[Stored items]
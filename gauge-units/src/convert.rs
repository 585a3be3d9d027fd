//! Conversion between units
//!
//! Values go through reference units: `to.from_base(from.to_base(v))`.
//! Dimensions are compared before any arithmetic happens, so an
//! incompatible request never produces a number.

use gauge_core::{Result, UnitError};

use crate::quantity::Quantity;
use crate::registry::UnitRegistry;
use crate::resolved::ResolvedUnit;

/// A value, or a sequence of values, that can be converted.
///
/// `f64` produces `f64`; `Vec` and slices produce `Vec<f64>`; arrays keep
/// their length. Order is always preserved.
pub trait Magnitude {
    type Output;

    fn map_magnitude<F: FnMut(f64) -> f64>(self, f: F) -> Self::Output;
}

impl Magnitude for f64 {
    type Output = f64;

    fn map_magnitude<F: FnMut(f64) -> f64>(self, mut f: F) -> f64 {
        f(self)
    }
}

impl Magnitude for Vec<f64> {
    type Output = Vec<f64>;

    fn map_magnitude<F: FnMut(f64) -> f64>(self, f: F) -> Vec<f64> {
        self.into_iter().map(f).collect()
    }
}

impl Magnitude for &[f64] {
    type Output = Vec<f64>;

    fn map_magnitude<F: FnMut(f64) -> f64>(self, f: F) -> Vec<f64> {
        self.iter().copied().map(f).collect()
    }
}

impl<const N: usize> Magnitude for [f64; N] {
    type Output = [f64; N];

    fn map_magnitude<F: FnMut(f64) -> f64>(self, f: F) -> [f64; N] {
        self.map(f)
    }
}

/// A checked conversion between two resolved units
#[derive(Debug, Clone, PartialEq)]
pub struct Conversion {
    pub from: ResolvedUnit,
    pub to: ResolvedUnit,
}

impl Conversion {
    pub fn apply(&self, value: f64) -> f64 {
        self.to.from_base(self.from.to_base(value))
    }
}

/// A unit whose scale is zero or not finite has no inverse
fn convertible(text: &str, unit: ResolvedUnit) -> Result<ResolvedUnit> {
    if unit.scale == 0.0 || !unit.scale.is_finite() {
        return Err(UnitError::DegenerateUnit {
            unit: text.to_string(),
            scale: unit.scale,
        });
    }
    Ok(unit)
}

impl UnitRegistry {
    fn resolve_convertible(&self, text: &str) -> Result<ResolvedUnit> {
        convertible(text, self.resolve(text)?)
    }

    /// Resolve both sides and check that their dimensions match
    pub fn conversion(&self, from: &str, to: &str) -> Result<Conversion> {
        let from = self.resolve_convertible(from)?;
        let to = self.resolve_convertible(to)?;
        if from.dimension != to.dimension {
            return Err(UnitError::IncompatibleDimensions {
                from: from.canonical_text(),
                from_dim: from.dimension,
                to: to.canonical_text(),
                to_dim: to.dimension,
            });
        }
        Ok(Conversion { from, to })
    }

    /// Convert values between two units of the same dimension
    pub fn convert<M: Magnitude>(&self, values: M, from: &str, to: &str) -> Result<M::Output> {
        let conversion = self.conversion(from, to)?;
        Ok(values.map_magnitude(|v| conversion.apply(v)))
    }

    /// Convert values to reference units (`in` -> `m`, `°F` -> `K`)
    pub fn to_base<M: Magnitude>(&self, values: M, from: &str) -> Result<M::Output> {
        let unit = self.resolve_convertible(from)?;
        Ok(values.map_magnitude(|v| unit.to_base(v)))
    }

    /// Convert values in reference units to the given unit
    pub fn from_base<M: Magnitude>(&self, values: M, to: &str) -> Result<M::Output> {
        let unit = self.resolve_convertible(to)?;
        Ok(values.map_magnitude(|v| unit.from_base(v)))
    }

    /// Convert to reference units, keeping the reference unit text
    pub fn to_base_quantity(&self, value: f64, from: &str) -> Result<Quantity> {
        let unit = self.resolve_convertible(from)?;
        Ok(Quantity::new(
            unit.to_base(value),
            self.reference_unit(&unit.dimension),
        ))
    }

    pub fn convert_quantity(&self, value: f64, from: &str, to: &str) -> Result<Quantity> {
        let conversion = self.conversion(from, to)?;
        Ok(Quantity::new(conversion.apply(value), self.format_units(to)?))
    }

    /// Both texts resolve and have the same dimension
    pub fn is_compatible(&self, a: &str, b: &str) -> bool {
        match (self.resolve(a), self.resolve(b)) {
            (Ok(a), Ok(b)) => a.dimension == b.dimension,
            _ => false,
        }
    }
}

PROBLEM -
Your reply should match the data above exactly, line for line.

SOLUTION TO THE EXERCISE -
filename gauge-units/src/convert.rs
repository 585a3be3d9d027fd
//! Conversion between units
//!
//! Values go through reference units: `to.from_base(from.to_base(v))`.
//! Dimensions are compared before any arithmetic happens, so an
//! incompatible request never produces a number.

use gauge_core::{Result, UnitError};

use crate::quantity::Quantity;
use crate::registry::UnitRegistry;
use crate::resolved::ResolvedUnit;

/// A value, or a sequence of values, that can be converted.
///
/// `f64` produces `f64`; `Vec` and slices produce `Vec<f64>`; arrays keep
/// their length. Order is always preserved.
pub trait Magnitude {
    type Output;

    fn map_magnitude<F: FnMut(f64) -> f64>(self, f: F) -> Self::Output;
}

impl Magnitude for f64 {
    type Output = f64;

    fn map_magnitude<F: FnMut(f64) -> f64>(self, mut f: F) -> f64 {
        f(self)
    }
}

impl Magnitude for Vec<f64> {
    type Output = Vec<f64>;

    fn map_magnitude<F: FnMut(f64) -> f64>(self, f: F) -> Vec<f64> {
        self.into_iter().map(f).collect()
    }
}

impl Magnitude for &[f64] {
    type Output = Vec<f64>;

    fn map_magnitude<F: FnMut(f64) -> f64>(self, f: F) -> Vec<f64> {
        self.iter().copied().map(f).collect()
    }
}

impl<const N: usize> Magnitude for [f64; N] {
    type Output = [f64; N];

    fn map_magnitude<F: FnMut(f64) -> f64>(self, f: F) -> [f64; N] {
        self.map(f)
    }
}

/// A checked conversion between two resolved units
#[derive(Debug, Clone, PartialEq)]
pub struct Conversion {
    pub from: ResolvedUnit,
    pub to: ResolvedUnit,
}

impl Conversion {
    pub fn apply(&self, value: f64) -> f64 {
        self.to.from_base(self.from.to_base(value))
    }
}

/// A unit whose scale is zero or not finite has no inverse
fn convertible(text: &str, unit: ResolvedUnit) -> Result<ResolvedUnit> {
    if unit.scale == 0.0 || !unit.scale.is_finite() {
        return Err(UnitError::DegenerateUnit {
            unit: text.to_string(),
            scale: unit.scale,
        });
    }
    Ok(unit)
}

impl UnitRegistry {
    fn resolve_convertible(&self, text: &str) -> Result<ResolvedUnit> {
        convertible(text, self.resolve(text)?)
    }

    /// Resolve both sides and check that their dimensions match
    pub fn conversion(&self, from: &str, to: &str) -> Result<Conversion> {
        let from = self.resolve_convertible(from)?;
        let to = self.resolve_convertible(to)?;
        if from.dimension != to.dimension {
            return Err(UnitError::IncompatibleDimensions {
                from: from.canonical_text(),
                from_dim: from.dimension,
                to: to.canonical_text(),
                to_dim: to.dimension,
            });
        }
        Ok(Conversion { from, to })
    }

    /// Convert values between two units of the same dimension
    pub fn convert<M: Magnitude>(&self, values: M, from: &str, to: &str) -> Result<M::Output> {
        let conversion = self.conversion(from, to)?;
        Ok(values.map_magnitude(|v| conversion.apply(v)))
    }

    /// Convert values to reference units (`in` -> `m`, `°F` -> `K`)
    pub fn to_base<M: Magnitude>(&self, values: M, from: &str) -> Result<M::Output> {
        let unit = self.resolve_convertible(from)?;
        Ok(values.map_magnitude(|v| unit.to_base(v)))
    }

    /// Convert values in reference units to the given unit
    pub fn from_base<M: Magnitude>(&self, values: M, to: &str) -> Result<M::Output> {
        let unit = self.resolve_convertible(to)?;
        Ok(values.map_magnitude(|v| unit.from_base(v)))
    }

    /// Convert to reference units, keeping the reference unit text
    pub fn to_base_quantity(&self, value: f64, from: &str) -> Result<Quantity> {
        let unit = self.resolve_convertible(from)?;
        Ok(Quantity::new(
            unit.to_base(value),
            self.reference_unit(&unit.dimension),
        ))
    }

    pub fn convert_quantity(&self, value: f64, from: &str, to: &str) -> Result<Quantity> {
        let conversion = self.conversion(from, to)?;
        Ok(Quantity::new(conversion.apply(value), self.format_units(to)?))
    }

    /// Both texts resolve and have the same dimension
    pub fn is_compatible(&self, a: &str, b: &str) -> bool {
        match (self.resolve(a), self.resolve(b)) {
            (Ok(a), Ok(b)) => a.dimension == b.dimension,
            _ => false,
        }
    }
}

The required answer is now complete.